» DIRECTIONS
Set down, exactly as written, every line from the top of the records below to the line containing "use std::collections::HashMap;", both ends included, and no others.

» MATERIAL PROVIDED
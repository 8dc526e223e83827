//! Session Management
//!
//! A session owns the ordered user/assistant history and the agent that
//! answers it. Turns are strictly sequential: one user message in, exactly
//! one assistant message out, or nothing appended when the invocation
//! fails. Resetting replaces the whole session object.

use std::collections::HashMap;
use std::sync::{Arc, PoisonError, RwLock};
use std::time::Duration;

use chrono::{DateTime, TimeDelta, Utc};
use serde::{Deserialize, Serialize};
use tokio::sync::Mutex;
use uuid::Uuid;

use crate::error::{AgentError, Result};
use crate::message::{Conversation, Message};
use crate::reasoning::{Agent, AgentFactory, AgentTurn};

/// Unique session identifier
#[derive(Clone, Debug, PartialEq, Eq, Hash, Serialize, Deserialize)]
pub struct SessionId(String);

impl SessionId {
    pub fn new() -> Self {
        Self(Uuid::new_v4().to_string())
    }

    pub fn from_string(s: impl Into<String>) -> Self {
        Self(s.into())
    }

    pub fn as_str(&self) -> &str {
        &self.0
    }
}

impl Default for SessionId {
    fn default() -> Self {
        Self::new()
    }
}

impl std::fmt::Display for SessionId {
    fn fmt(&self, f: &mut std::fmt::Formatter<'_>) -> std::fmt::Result {
        write!(f, "{}", self.0)
    }
}

/// Where the advisory dialogue stands.
///
/// The protocol itself is carried by the system prompt; this is tracked
/// from what each turn actually did.
#[derive(Clone, Copy, Debug, Default, PartialEq, Eq, Serialize, Deserialize)]
#[serde(rename_all = "snake_case")]
pub enum DialoguePhase {
    /// Asking age, income, goal and risk tolerance
    #[default]
    CollectingProfile,
    /// Tools have been used to look up market data
    Researching,
    /// An allocation was given without the disclaimer
    Recommending,
    /// The allocation ended with the disclaimer
    Disclaimed,
    /// Free-form questions after a recommendation
    FollowUp,
}

impl DialoguePhase {
    /// Phase after a successful turn
    pub fn advance(self, turn: &AgentTurn) -> Self {
        if turn.allocation_detected {
            return if turn.disclaimer_present {
                DialoguePhase::Disclaimed
            } else {
                DialoguePhase::Recommending
            };
        }

        match self {
            DialoguePhase::CollectingProfile if !turn.tool_trace.is_empty() => {
                DialoguePhase::Researching
            }
            DialoguePhase::Disclaimed | DialoguePhase::Recommending => DialoguePhase::FollowUp,
            phase => phase,
        }
    }
}

/// Session metadata
#[derive(Clone, Debug, Default, Serialize, Deserialize)]
pub struct SessionMetadata {
    /// Session title (from the first user message)
    pub title: Option<String>,

    /// Model that produced the latest reply
    pub model: Option<String>,

    /// Extra key-value metadata
    #[serde(flatten)]
    pub extra: HashMap<String, serde_json::Value>,
}

/// A chat session
#[derive(Clone, Debug, Serialize)]
pub struct Session {
    /// Unique identifier
    pub id: SessionId,

    /// Conversation history (user and assistant messages only)
    conversation: Conversation,

    /// Dialogue phase
    phase: DialoguePhase,

    /// Session metadata
    pub metadata: SessionMetadata,

    /// Creation timestamp
    pub created_at: DateTime<Utc>,

    /// Last activity timestamp
    pub updated_at: DateTime<Utc>,

    /// Agent answering this session, built lazily
    #[serde(skip)]
    agent: Option<Arc<Agent>>,

    /// Fingerprint of the credentials the agent was built with
    #[serde(skip)]
    agent_fingerprint: Option<String>,

    /// Number of agent constructions over this object's life
    #[serde(skip)]
    agent_builds: usize,
}

impl Session {
    /// Create a new session
    pub fn new() -> Self {
        Self::with_id(SessionId::new())
    }

    /// Create with specific ID
    pub fn with_id(id: SessionId) -> Self {
        let now = Utc::now();
        Self {
            id,
            conversation: Conversation::new(),
            phase: DialoguePhase::default(),
            metadata: SessionMetadata::default(),
            created_at: now,
            updated_at: now,
            agent: None,
            agent_fingerprint: None,
            agent_builds: 0,
        }
    }

    /// Update the activity timestamp
    pub fn touch(&mut self) {
        self.updated_at = Utc::now();
    }

    /// Ordered user/assistant history
    pub fn history(&self) -> &[Message] {
        self.conversation.messages()
    }

    /// Current dialogue phase
    pub fn phase(&self) -> DialoguePhase {
        self.phase
    }

    /// Message count
    pub fn message_count(&self) -> usize {
        self.conversation.len()
    }

    /// How many times an agent was constructed for this session object
    pub fn agent_builds(&self) -> usize {
        self.agent_builds
    }

    /// Whether an agent is currently attached
    pub fn has_agent(&self) -> bool {
        self.agent.is_some()
    }

    /// Get or generate title
    pub fn title(&self) -> String {
        self.metadata.title.clone().unwrap_or_else(|| {
            self.conversation
                .messages()
                .iter()
                .find(|m| m.role == crate::message::Role::User)
                .map(|m| {
                    let preview: String = m.content.chars().take(50).collect();
                    if m.content.chars().count() > 50 {
                        format!("{}...", preview)
                    } else {
                        preview
                    }
                })
                .unwrap_or_else(|| format!("Session {}", self.id.0.chars().take(8).collect::<String>()))
        })
    }

    /// Discard everything and start over: same id, empty history, first
    /// phase, no agent. The next turn builds a new agent.
    pub fn reset(&mut self) {
        tracing::info!(session = %self.id, "Session reset");
        *self = Session::with_id(self.id.clone());
    }

    /// Return the agent, building it on first use or when credentials
    /// changed. A credential change also clears the history.
    fn ensure_agent(&mut self, factory: &dyn AgentFactory) -> Result<Arc<Agent>> {
        let fingerprint = factory.credential_fingerprint();

        if let (Some(agent), Some(current)) = (&self.agent, &self.agent_fingerprint) {
            if *current == fingerprint {
                return Ok(agent.clone());
            }
        }

        let rebuilding = self.agent.is_some();
        let agent = Arc::new(factory.build()?);

        if rebuilding {
            tracing::info!(session = %self.id, "Credentials changed, rebuilding agent and clearing history");
            self.conversation.clear();
            self.phase = DialoguePhase::default();
        }

        self.agent = Some(agent.clone());
        self.agent_fingerprint = Some(fingerprint);
        self.agent_builds += 1;
        Ok(agent)
    }

    /// Run one user turn.
    ///
    /// On success exactly one assistant message is appended. On failure the
    /// user message stays in the history so the user can retry.
    pub async fn submit(&mut self, factory: &dyn AgentFactory, text: &str) -> Result<AgentTurn> {
        let text = text.trim();
        if text.is_empty() {
            return Err(AgentError::Session("Message must not be empty".into()));
        }

        let agent = self.ensure_agent(factory)?;

        self.conversation.push(Message::user(text));
        if self.metadata.title.is_none() {
            self.metadata.title = Some(self.title());
        }
        self.touch();

        match agent.respond(self.conversation.messages()).await {
            Ok(turn) => {
                self.conversation
                    .push(Message::assistant(turn.reply.clone()).with_model(turn.model.clone()));
                self.phase = self.phase.advance(&turn);
                self.metadata.model = Some(turn.model.clone());
                self.touch();

                tracing::info!(
                    session = %self.id,
                    phase = ?self.phase,
                    tools = turn.tool_trace.len(),
                    iterations = turn.iterations,
                    "Turn completed"
                );
                Ok(turn)
            }
            Err(e) => {
                tracing::error!(session = %self.id, "Turn failed: {}", e);
                Err(e)
            }
        }
    }
}

impl Default for Session {
    fn default() -> Self {
        Self::new()
    }
}

/// Shared, turn-serializing handle to a session
pub type SessionHandle = Arc<Mutex<Session>>;

/// Session store trait
pub trait SessionStore: Send + Sync {
    /// Create and register a fresh session
    fn create(&self) -> (SessionId, SessionHandle);

    /// Look up a session by ID
    fn get(&self, id: &SessionId) -> Option<SessionHandle>;

    /// Drop a session
    fn remove(&self, id: &SessionId) -> bool;

    /// Number of live sessions
    fn len(&self) -> usize;

    /// Drop sessions idle for longer than `max_idle`; returns how many
    fn evict_idle(&self, max_idle: Duration) -> usize;

    fn is_empty(&self) -> bool {
        self.len() == 0
    }
}

/// In-memory session store; sessions end with the process
#[derive(Default)]
pub struct MemorySessionStore {
    sessions: RwLock<HashMap<SessionId, SessionHandle>>,
}

impl MemorySessionStore {
    pub fn new() -> Self {
        Self::default()
    }
}

impl SessionStore for MemorySessionStore {
    fn create(&self) -> (SessionId, SessionHandle) {
        let session = Session::new();
        let id = session.id.clone();
        let handle = Arc::new(Mutex::new(session));
        self.sessions
            .write()
            .unwrap_or_else(PoisonError::into_inner)
            .insert(id.clone(), handle.clone());
        (id, handle)
    }

    fn get(&self, id: &SessionId) -> Option<SessionHandle> {
        self.sessions
            .read()
            .unwrap_or_else(PoisonError::into_inner)
            .get(id)
            .cloned()
    }

    fn remove(&self, id: &SessionId) -> bool {
        self.sessions
            .write()
            .unwrap_or_else(PoisonError::into_inner)
            .remove(id)
            .is_some()
    }

    fn len(&self) -> usize {
        self.sessions.read().unwrap_or_else(PoisonError::into_inner).len()
    }

    fn evict_idle(&self, max_idle: Duration) -> usize {
        let Some(cutoff) = TimeDelta::from_std(max_idle)
            .ok()
            .and_then(|idle| Utc::now().checked_sub_signed(idle))
        else {
            return 0;
        };

        let mut sessions = self.sessions.write().unwrap_or_else(PoisonError::into_inner);
        let before = sessions.len();
        // a locked session is mid-turn, never idle
        sessions.retain(|_, handle| {
            handle
                .try_lock()
                .map_or(true, |session| session.updated_at >= cutoff)
        });

        let evicted = before - sessions.len();
        if evicted > 0 {
            tracing::info!(evicted, remaining = sessions.len(), "Evicted idle sessions");
        }
        evicted
    }
}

» YOUR RESPONSE
repository 8dc526e223e83827
//! Session Management
//!
//! A session owns the ordered user/assistant history and the agent that
//! answers it. Turns are strictly sequential: one user message in, exactly
//! one assistant message out, or nothing appended when the invocation
//! fails. Resetting replaces the whole session object.

use std::collections::HashMap;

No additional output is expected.